> [Instructions for the task]
This task calls for copying each line below that contains "lists".

> [Available data]
--- START ---

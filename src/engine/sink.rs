//! Emission sinks — where filtered traversals send the payloads they select.

use std::fmt::Display;
use std::io::{self, Write};

use crate::types::{WalkError, WalkResult};

/// Destination for emitted values. The engine makes one call per qualifying
/// vertex, in visitation order, and never observes failures.
pub trait Sink<T: ?Sized> {
    /// Emit one value.
    fn emit(&mut self, value: &T);
}

impl<T: Clone> Sink<T> for Vec<T> {
    fn emit(&mut self, value: &T) {
        self.push(value.clone());
    }
}

impl Sink<str> for Vec<String> {
    fn emit(&mut self, value: &str) {
        self.push(value.to_owned());
    }
}

impl<T: ?Sized, S: Sink<T> + ?Sized> Sink<T> for &mut S {
    fn emit(&mut self, value: &T) {
        (**self).emit(value);
    }
}

/// Writes each emitted value on its own line.
///
/// The first write error is logged and kept; later emissions are dropped.
/// Call [`finish`](Self::finish) to flush and surface it.
pub struct LineSink<W: Write> {
    writer: W,
    error: Option<io::Error>,
    written: usize,
}

impl<W: Write> LineSink<W> {
    /// Wrap a writer.
    pub fn new(writer: W) -> Self {
        Self {
            writer,
            error: None,
            written: 0,
        }
    }

    /// Number of lines written successfully.
    pub fn written(&self) -> usize {
        self.written
    }

    /// Flush and return the writer, or the first error encountered.
    pub fn finish(mut self) -> WalkResult<W> {
        if let Some(e) = self.error.take() {
            return Err(WalkError::Io(e));
        }
        self.writer.flush()?;
        Ok(self.writer)
    }
}

impl LineSink<io::Stdout> {
    /// Line sink on standard output.
    pub fn stdout() -> Self {
        Self::new(io::stdout())
    }
}

impl<T: Display + ?Sized, W: Write> Sink<T> for LineSink<W> {
    fn emit(&mut self, value: &T) {
        if self.error.is_some() {
            return;
        }
        match writeln!(self.writer, "{}", value) {
            Ok(()) => self.written += 1,
            Err(e) => {
                log::warn!("line sink write failed after {} lines: {}", self.written, e);
                self.error = Some(e);
            }
        }
    }
}
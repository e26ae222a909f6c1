//! CLI command implementations.
//!
//! Every command loads a JSON adjacency map (`{"A": ["B"], "B": []}`) and
//! writes its result to `out`, either one value per line or as JSON.

use std::collections::HashMap;
use std::io::Write;
use std::path::Path;

use crate::engine::{self, LineSink};
use crate::graph::{Adjacency, FlightNetwork, MapGraph, ObjectGraph};
use crate::types::{VertexId, WalkResult};

/// A map graph loaded from disk together with its object-graph view.
struct LoadedGraph {
    map: MapGraph<String>,
    objects: ObjectGraph<String>,
    lookup: HashMap<String, VertexId>,
}

impl LoadedGraph {
    fn load(path: &Path) -> WalkResult<Self> {
        let map = MapGraph::from_json_file(path)?;
        let (objects, lookup) = ObjectGraph::from_map(&map);
        Ok(Self {
            map,
            objects,
            lookup,
        })
    }

    /// Resolve a start value; an unknown value is an absent start.
    fn vertex(&self, value: &str) -> Option<VertexId> {
        let id = self.lookup.get(value).copied();
        if id.is_none() {
            log::debug!("'{}' names no vertex; treating start as absent", value);
        }
        id
    }
}

fn write_json<W: Write>(out: &mut W, value: &serde_json::Value) -> WalkResult<()> {
    serde_json::to_writer_pretty(&mut *out, value)?;
    writeln!(out)?;
    Ok(())
}

/// Print payloads reachable from `start` that are shorter than `max_len`.
pub fn cmd_short_words<W: Write>(
    path: &Path,
    start: &str,
    max_len: i64,
    json: bool,
    out: &mut W,
) -> WalkResult<()> {
    let graph = LoadedGraph::load(path)?;
    let start = graph.vertex(start);

    if json {
        let mut words: Vec<String> = Vec::new();
        engine::print_short_words(&graph.objects, start, max_len, &mut words);
        write_json(out, &serde_json::json!({ "max_len": max_len, "words": words }))
    } else {
        let mut sink = LineSink::new(&mut *out);
        engine::print_short_words(&graph.objects, start, max_len, &mut sink);
        sink.finish()?;
        Ok(())
    }
}

/// Print the longest payload reachable from `start`.
pub fn cmd_longest<W: Write>(path: &Path, start: &str, json: bool, out: &mut W) -> WalkResult<()> {
    let graph = LoadedGraph::load(path)?;
    let longest = engine::longest_word(&graph.objects, graph.vertex(start));

    if json {
        write_json(out, &serde_json::json!({ "longest": longest }))
    } else {
        writeln!(out, "{}", longest)?;
        Ok(())
    }
}

/// Print every reachable vertex that lists itself as a neighbor.
pub fn cmd_self_loops<W: Write>(
    path: &Path,
    start: &str,
    json: bool,
    out: &mut W,
) -> WalkResult<()> {
    let graph = LoadedGraph::load(path)?;
    let start = graph.vertex(start);

    if json {
        let mut loopers: Vec<String> = Vec::new();
        engine::print_self_loopers(&graph.objects, start, &mut loopers);
        write_json(out, &serde_json::json!({ "self_loops": loopers }))
    } else {
        let mut sink = LineSink::new(&mut *out);
        engine::print_self_loopers(&graph.objects, start, &mut sink);
        sink.finish()?;
        Ok(())
    }
}

/// Decide whether `to` is reachable from `from`, reading the file as a
/// route map of airport codes.
pub fn cmd_can_reach<W: Write>(
    path: &Path,
    from: &str,
    to: &str,
    json: bool,
    out: &mut W,
) -> WalkResult<()> {
    let routes = MapGraph::from_json_file(path)?;
    let network = FlightNetwork::from_routes(&routes)?;
    let outcome = engine::search_reach(&network, network.find(from), network.find(to));

    if json {
        write_json(
            out,
            &serde_json::json!({
                "from": from,
                "to": to,
                "reachable": outcome.reached,
                "visited": outcome.visited,
            }),
        )
    } else {
        writeln!(out, "{}", outcome.reached)?;
        Ok(())
    }
}

/// Print the keys that cannot be reached from `start`, sorted. A start that
/// names no vertex is absent and reports nothing.
pub fn cmd_unreachable<W: Write>(
    path: &Path,
    start: &str,
    json: bool,
    out: &mut W,
) -> WalkResult<()> {
    let graph = LoadedGraph::load(path)?;
    let known = graph.vertex(start).map(|_| start.to_owned());
    let mut result: Vec<String> = engine::unreachable(Some(&graph.map), known.as_ref())
        .into_iter()
        .collect();
    result.sort();

    if json {
        write_json(out, &serde_json::json!({ "start": start, "unreachable": result }))
    } else {
        for value in &result {
            writeln!(out, "{}", value)?;
        }
        Ok(())
    }
}

/// Print every vertex reachable from `start` in visitation order.
pub fn cmd_walk<W: Write>(path: &Path, start: &str, json: bool, out: &mut W) -> WalkResult<()> {
    let graph = LoadedGraph::load(path)?;
    let order: Vec<&str> = engine::reachable(&graph.objects, graph.vertex(start))
        .into_iter()
        .filter_map(|id| graph.objects.payload(id).map(String::as_str))
        .collect();

    if json {
        write_json(out, &serde_json::json!({ "order": order }))
    } else {
        for value in order {
            writeln!(out, "{}", value)?;
        }
        Ok(())
    }
}

/// Summarize a graph file.
pub fn cmd_info<W: Write>(path: &Path, json: bool, out: &mut W) -> WalkResult<()> {
    let graph = LoadedGraph::load(path)?;
    let self_loops = graph
        .objects
        .ids()
        .filter(|id| graph.objects.neighbors(id).contains(id))
        .count();
    let sinks = graph
        .objects
        .ids()
        .filter(|id| graph.objects.neighbors(id).is_empty())
        .count();

    if json {
        write_json(
            out,
            &serde_json::json!({
                "file": path.display().to_string(),
                "keys": graph.map.len(),
                "vertices": graph.objects.vertex_count(),
                "edges": graph.objects.edge_count(),
                "self_loops": self_loops,
                "sinks": sinks,
            }),
        )
    } else {
        writeln!(out, "File: {}", path.display())?;
        writeln!(out, "Keys: {}", graph.map.len())?;
        writeln!(out, "Vertices: {}", graph.objects.vertex_count())?;
        writeln!(out, "Edges: {}", graph.objects.edge_count())?;
        writeln!(out, "Self-loops: {}", self_loops)?;
        writeln!(out, "Sinks: {}", sinks)?;
        Ok(())
    }
}
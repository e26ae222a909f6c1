//! Build a small word graph and run every traversal over it.

use graph_walk::*;

fn main() -> WalkResult<()> {
    // cat -> elephant -> dog -> cat, cat -> ox, dog -> dog
    let mut builder: GraphBuilder<String> = GraphBuilder::new();
    let cat = builder.add("cat");
    let elephant = builder.add("elephant");
    let dog = builder.add("dog");
    let ox = builder.add("ox");
    builder
        .link(cat, elephant)
        .link(elephant, dog)
        .link(dog, cat)
        .link(dog, dog)
        .link(cat, ox);
    let graph = builder.build()?;

    println!("Words shorter than 4 reachable from cat:");
    let mut sink = LineSink::stdout();
    print_short_words(&graph, Some(cat), 4, &mut sink);
    sink.finish()?;

    println!("Longest word: {}", longest_word(&graph, Some(cat)));

    println!("Self-loopers:");
    let mut sink = LineSink::stdout();
    print_self_loopers(&graph, Some(cat), &mut sink);
    sink.finish()?;

    // Flights
    let routes = MapGraph::from_json_str(r#"{"JFK": ["ORD"], "ORD": ["JFK"], "LAX": ["JFK"]}"#)?;
    let network = FlightNetwork::from_routes(&routes)?;
    let (jfk, lax) = (network.find("JFK"), network.find("LAX"));
    println!("JFK -> JFK: {}", can_reach(&network, jfk, jfk));
    println!("JFK -> LAX: {}", can_reach(&network, jfk, lax));
    println!("LAX -> JFK: {}", can_reach(&network, lax, jfk));

    // Map graph
    let letters: MapGraph<char> = [('A', vec!['B']), ('B', vec![]), ('C', vec![])]
        .into_iter()
        .collect();
    let mut missing: Vec<char> = unreachable(Some(&letters), Some(&'A')).into_iter().collect();
    missing.sort();
    println!("Unreachable from A: {:?}", missing);

    Ok(())
}
//! Adjacency-map graph — vertex value to ordered neighbor values.

use std::collections::hash_map::Keys;
use std::collections::HashMap;
use std::fs::File;
use std::hash::Hash;
use std::io::BufReader;
use std::path::Path;

use serde::{Deserialize, Serialize};

use crate::types::WalkResult;

use super::Adjacency;

/// A graph represented as `value -> [neighbor values]`.
///
/// A value that only ever appears as a neighbor has no outgoing edges. The
/// key set is the vertex universe for [`unreachable`](crate::engine::unreachable).
#[derive(Debug, Clone, Serialize, Deserialize)]
#[serde(transparent)]
#[serde(bound(deserialize = "T: Deserialize<'de> + Eq + Hash"))]
pub struct MapGraph<T> {
    adjacency: HashMap<T, Vec<T>>,
}

impl<T: Eq + Hash> MapGraph<T> {
    /// Create a new empty map graph.
    pub fn new() -> Self {
        Self {
            adjacency: HashMap::new(),
        }
    }

    /// Set the neighbor list of `key`, returning the previous one.
    pub fn insert(&mut self, key: T, neighbors: Vec<T>) -> Option<Vec<T>> {
        self.adjacency.insert(key, neighbors)
    }

    /// Neighbors of `key`; empty when `key` is not in the map.
    pub fn neighbors(&self, key: &T) -> &[T] {
        self.adjacency.get(key).map(Vec::as_slice).unwrap_or(&[])
    }

    /// Whether `key` is a key of the map.
    pub fn contains_key(&self, key: &T) -> bool {
        self.adjacency.contains_key(key)
    }

    /// All keys, in arbitrary order.
    pub fn keys(&self) -> Keys<'_, T, Vec<T>> {
        self.adjacency.keys()
    }

    /// Number of keys.
    pub fn len(&self) -> usize {
        self.adjacency.len()
    }

    /// True if the map has no keys.
    pub fn is_empty(&self) -> bool {
        self.adjacency.is_empty()
    }

    /// Total number of listed neighbor entries.
    pub fn edge_count(&self) -> usize {
        self.adjacency.values().map(Vec::len).sum()
    }
}

impl MapGraph<String> {
    /// Parse a JSON object of the form `{"A": ["B"], "B": []}`.
    pub fn from_json_str(json: &str) -> WalkResult<Self> {
        Ok(serde_json::from_str(json)?)
    }

    /// Load a JSON adjacency map from disk.
    pub fn from_json_file(path: &Path) -> WalkResult<Self> {
        let reader = BufReader::new(File::open(path)?);
        let graph: Self = serde_json::from_reader(reader)?;
        log::debug!(
            "loaded {} keys and {} edges from {}",
            graph.len(),
            graph.edge_count(),
            path.display()
        );
        Ok(graph)
    }
}

impl<T: Eq + Hash> Default for MapGraph<T> {
    fn default() -> Self {
        Self::new()
    }
}

impl<T: Eq + Hash> From<HashMap<T, Vec<T>>> for MapGraph<T> {
    fn from(adjacency: HashMap<T, Vec<T>>) -> Self {
        Self { adjacency }
    }
}

impl<T: Eq + Hash> FromIterator<(T, Vec<T>)> for MapGraph<T> {
    fn from_iter<I: IntoIterator<Item = (T, Vec<T>)>>(iter: I) -> Self {
        Self {
            adjacency: iter.into_iter().collect(),
        }
    }
}

impl<T: Clone + Eq + Hash> Adjacency for MapGraph<T> {
    type Vertex = T;

    fn neighbors(&self, vertex: &T) -> &[T] {
        MapGraph::neighbors(self, vertex)
    }
}
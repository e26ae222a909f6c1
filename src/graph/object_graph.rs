//! Arena-backed object graph — vertices with optional payloads and ordered
//! neighbor lists.

use std::collections::HashMap;
use std::hash::Hash;

use crate::types::{VertexId, WalkError, WalkResult};

use super::{Adjacency, MapGraph};

/// A single vertex: an optional payload plus an ordered neighbor list.
///
/// Neighbors may include the vertex itself and may form arbitrary cycles.
#[derive(Debug, Clone)]
pub struct Vertex<T> {
    payload: Option<T>,
    neighbors: Vec<VertexId>,
}

impl<T> Vertex<T> {
    /// The payload, if present.
    pub fn payload(&self) -> Option<&T> {
        self.payload.as_ref()
    }

    /// Ordered neighbor handles.
    pub fn neighbors(&self) -> &[VertexId] {
        &self.neighbors
    }
}

/// Object graph with dense `VertexId` handles. Vertex identity is handle
/// equality, never payload equality.
#[derive(Debug, Clone)]
pub struct ObjectGraph<T> {
    vertices: Vec<Vertex<T>>,
    edge_count: usize,
}

impl<T> ObjectGraph<T> {
    /// Create a new empty graph.
    pub fn new() -> Self {
        Self {
            vertices: Vec::new(),
            edge_count: 0,
        }
    }

    /// Add a vertex and return its handle.
    pub fn add_vertex(&mut self, payload: Option<T>) -> VertexId {
        let id = VertexId(self.vertices.len());
        self.vertices.push(Vertex {
            payload,
            neighbors: Vec::new(),
        });
        id
    }

    /// Append `to` to the neighbor list of `from`. Self-edges and parallel
    /// edges are allowed.
    pub fn add_edge(&mut self, from: VertexId, to: VertexId) -> WalkResult<()> {
        if to.0 >= self.vertices.len() {
            return Err(WalkError::VertexNotFound(to.0));
        }
        let vertex = self
            .vertices
            .get_mut(from.0)
            .ok_or(WalkError::VertexNotFound(from.0))?;
        vertex.neighbors.push(to);
        self.edge_count += 1;
        Ok(())
    }

    /// Get a vertex by handle.
    pub fn vertex(&self, id: VertexId) -> Option<&Vertex<T>> {
        self.vertices.get(id.0)
    }

    /// Payload of a vertex; `None` for unknown handles or absent payloads.
    pub fn payload(&self, id: VertexId) -> Option<&T> {
        self.vertex(id).and_then(Vertex::payload)
    }

    /// Whether `id` belongs to this graph.
    pub fn contains(&self, id: VertexId) -> bool {
        id.0 < self.vertices.len()
    }

    /// Number of vertices.
    pub fn vertex_count(&self) -> usize {
        self.vertices.len()
    }

    /// Number of edges, counting self-edges and parallel edges.
    pub fn edge_count(&self) -> usize {
        self.edge_count
    }

    /// All vertex handles in insertion order.
    pub fn ids(&self) -> impl Iterator<Item = VertexId> + '_ {
        (0..self.vertices.len()).map(VertexId)
    }
}

impl<T: Clone + Eq + Hash + Ord> ObjectGraph<T> {
    /// Build an object graph from an adjacency map. Every distinct value
    /// becomes one vertex carrying that value: keys first in sorted order,
    /// then neighbor-only values in order of first appearance.
    pub fn from_map(map: &MapGraph<T>) -> (Self, HashMap<T, VertexId>) {
        let mut graph = Self::new();
        let mut lookup: HashMap<T, VertexId> = HashMap::with_capacity(map.len());

        let mut keys: Vec<&T> = map.keys().collect();
        keys.sort();

        for key in &keys {
            let id = graph.add_vertex(Some((*key).clone()));
            lookup.insert((*key).clone(), id);
        }
        for key in &keys {
            for neighbor in map.neighbors(*key) {
                if !lookup.contains_key(neighbor) {
                    let id = graph.add_vertex(Some(neighbor.clone()));
                    lookup.insert(neighbor.clone(), id);
                }
            }
        }

        for key in keys {
            let from = lookup[key];
            for neighbor in map.neighbors(key) {
                let to = lookup[neighbor];
                graph.vertices[from.0].neighbors.push(to);
                graph.edge_count += 1;
            }
        }

        (graph, lookup)
    }
}

impl<T> Default for ObjectGraph<T> {
    fn default() -> Self {
        Self::new()
    }
}

impl<T> Adjacency for ObjectGraph<T> {
    type Vertex = VertexId;

    fn neighbors(&self, vertex: &VertexId) -> &[VertexId] {
        match self.vertices.get(vertex.0) {
            Some(v) => &v.neighbors,
            None => &[],
        }
    }
}
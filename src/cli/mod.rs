//! Command-line surface for the `gwalk` binary.

pub mod commands;

use log::LevelFilter;

/// Log level for the CLI: debug with `--verbose`, warnings otherwise.
pub fn log_level(verbose: bool) -> LevelFilter {
    if verbose {
        LevelFilter::Debug
    } else {
        LevelFilter::Warn
    }
}

/// Install a stderr logger. `RUST_LOG` still overrides the level.
pub fn init_logging(verbose: bool) {
    let _ = env_logger::Builder::new()
        .filter_level(log_level(verbose))
        .parse_default_env()
        .format_timestamp(None)
        .try_init();
}

#[cfg(test)]
mod tests {
    use super::*;

    #[test]
    fn test_verbose_enables_debug() {
        assert_eq!(log_level(true), LevelFilter::Debug);
        assert_eq!(log_level(false), LevelFilter::Warn);
    }

    #[test]
    fn test_init_logging_twice_is_harmless() {
        init_logging(true);
        init_logging(false);
        log::debug!("logger installed");
    }
}
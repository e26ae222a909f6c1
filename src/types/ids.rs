//! Arena handles for vertices and airports.

use std::fmt;

/// Dense handle to a vertex in an [`ObjectGraph`](crate::graph::ObjectGraph).
#[derive(Debug, Clone, Copy, PartialEq, Eq, Hash, PartialOrd, Ord)]
pub struct VertexId(pub(crate) usize);

impl VertexId {
    /// The arena index behind this handle.
    pub fn index(self) -> usize {
        self.0
    }
}

impl fmt::Display for VertexId {
    fn fmt(&self, f: &mut fmt::Formatter<'_>) -> fmt::Result {
        write!(f, "v{}", self.0)
    }
}

/// Dense handle to an airport in a [`FlightNetwork`](crate::graph::FlightNetwork).
#[derive(Debug, Clone, Copy, PartialEq, Eq, Hash, PartialOrd, Ord)]
pub struct AirportId(pub(crate) usize);

impl AirportId {
    /// The arena index behind this handle.
    pub fn index(self) -> usize {
        self.0
    }
}

impl fmt::Display for AirportId {
    fn fmt(&self, f: &mut fmt::Formatter<'_>) -> fmt::Result {
        write!(f, "a{}", self.0)
    }
}
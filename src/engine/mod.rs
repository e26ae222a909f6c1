//! The traversal operations and the sinks they emit into.

pub mod sink;
pub mod walk;

pub use sink::{LineSink, Sink};
pub use walk::{
    can_reach, longest_word, print_self_loopers, print_short_words, reachable, search_reach,
    unreachable, ReachOutcome,
};
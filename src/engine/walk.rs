//! The traversal operations — each one a policy over the same [`Dfs`] walk.

use std::collections::HashSet;
use std::hash::Hash;
use std::ops::ControlFlow;

use crate::graph::{Adjacency, Dfs, MapGraph, ObjectGraph};
use crate::types::{word_len, VertexId};

use super::Sink;

/// Emit every reachable payload strictly shorter than `k` characters.
///
/// Emission follows visitation order. Vertices without a payload are still
/// walked through. Nothing is emitted for an absent start or for `k <= 0`.
pub fn print_short_words<S, K>(
    graph: &ObjectGraph<S>,
    start: Option<VertexId>,
    k: i64,
    sink: &mut K,
) where
    S: AsRef<str>,
    K: Sink<str> + ?Sized,
{
    let Some(start) = start else {
        log::trace!("print_short_words: no start vertex");
        return;
    };

    let mut dfs = Dfs::new(Some(start));
    let mut emitted = 0usize;
    while let Some(id) = dfs.next(graph) {
        if let Some(word) = graph.payload(id) {
            let word = word.as_ref();
            if (word_len(word) as i64) < k {
                sink.emit(word);
                emitted += 1;
            }
        }
    }
    log::debug!(
        "print_short_words from {}: visited {}, emitted {}",
        start,
        dfs.visited().len(),
        emitted
    );
}

/// The longest payload reachable from `start`, including its own.
///
/// Ties keep the first word in visitation order. Absent payloads count as
/// the empty string. Returns `""` for an absent start.
pub fn longest_word<S>(graph: &ObjectGraph<S>, start: Option<VertexId>) -> &str
where
    S: AsRef<str>,
{
    let mut longest = "";
    let mut longest_len = 0usize;

    let mut dfs = Dfs::new(start);
    while let Some(id) = dfs.next(graph) {
        let word = graph.payload(id).map(|w| w.as_ref()).unwrap_or("");
        let len = word_len(word);
        if len > longest_len {
            longest = word;
            longest_len = len;
        }
    }
    longest
}

/// Emit the payload of every reachable vertex that lists itself as a
/// neighbor, in visitation order.
pub fn print_self_loopers<T, K>(graph: &ObjectGraph<T>, start: Option<VertexId>, sink: &mut K)
where
    K: Sink<T> + ?Sized,
{
    let mut dfs = Dfs::new(start);
    while let Some(id) = dfs.next(graph) {
        if !graph.neighbors(&id).contains(&id) {
            continue;
        }
        match graph.payload(id) {
            Some(payload) => sink.emit(payload),
            None => log::trace!("self-looping vertex {} has no payload", id),
        }
    }
}

/// Outcome of a point-to-point reachability search.
#[derive(Debug, Clone, Copy, PartialEq, Eq)]
pub struct ReachOutcome {
    /// Whether the destination was found.
    pub reached: bool,
    /// Number of distinct vertices visited before the search ended.
    pub visited: usize,
}

/// Depth-first search from `start` for `destination`, stopping at the first
/// hit. An absent endpoint is never reachable; `start == destination` is
/// reachable without visiting anything.
pub fn search_reach<G>(
    graph: &G,
    start: Option<G::Vertex>,
    destination: Option<G::Vertex>,
) -> ReachOutcome
where
    G: Adjacency + ?Sized,
{
    let (Some(start), Some(destination)) = (start, destination) else {
        return ReachOutcome {
            reached: false,
            visited: 0,
        };
    };
    if start == destination {
        return ReachOutcome {
            reached: true,
            visited: 0,
        };
    }

    let mut dfs = Dfs::new(Some(start));
    let flow = dfs.try_for_each(graph, |vertex| {
        if *vertex == destination {
            ControlFlow::Break(())
        } else {
            ControlFlow::Continue(())
        }
    });

    let outcome = ReachOutcome {
        reached: flow.is_break(),
        visited: dfs.visited().len(),
    };
    log::debug!(
        "reachability search: reached={} after {} vertices",
        outcome.reached,
        outcome.visited
    );
    outcome
}

/// Whether `destination` can be reached from `start` by following outbound
/// connections.
pub fn can_reach<G>(graph: &G, start: Option<G::Vertex>, destination: Option<G::Vertex>) -> bool
where
    G: Adjacency + ?Sized,
{
    search_reach(graph, start, destination).reached
}

/// Every vertex reachable from `start`, in visitation order.
pub fn reachable<G>(graph: &G, start: Option<G::Vertex>) -> Vec<G::Vertex>
where
    G: Adjacency + ?Sized,
{
    let mut dfs = Dfs::new(start);
    std::iter::from_fn(|| dfs.next(graph)).collect()
}

/// Keys of `graph` that cannot be reached from `starting`.
///
/// The universe is the key set only; values that appear solely as neighbors
/// are never reported. Missing keys are treated as vertices without
/// outgoing edges. Absent graph or start gives the empty set.
pub fn unreachable<T>(graph: Option<&MapGraph<T>>, starting: Option<&T>) -> HashSet<T>
where
    T: Clone + Eq + Hash,
{
    let (Some(graph), Some(starting)) = (graph, starting) else {
        return HashSet::new();
    };

    let mut dfs = Dfs::new(Some(starting.clone()));
    while dfs.next(graph).is_some() {}
    let reached = dfs.into_visited();

    let result: HashSet<T> = graph
        .keys()
        .filter(|key| !reached.contains(*key))
        .cloned()
        .collect();
    log::debug!(
        "unreachable: {} of {} keys not reachable ({} vertices reached)",
        result.len(),
        graph.len(),
        reached.len()
    );
    result
}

--- END ---

> [Exercise response]
/// Print every reachable vertex that lists itself as a neighbor.
//! neighbor lists.
/// Emit the payload of every reachable vertex that lists itself as a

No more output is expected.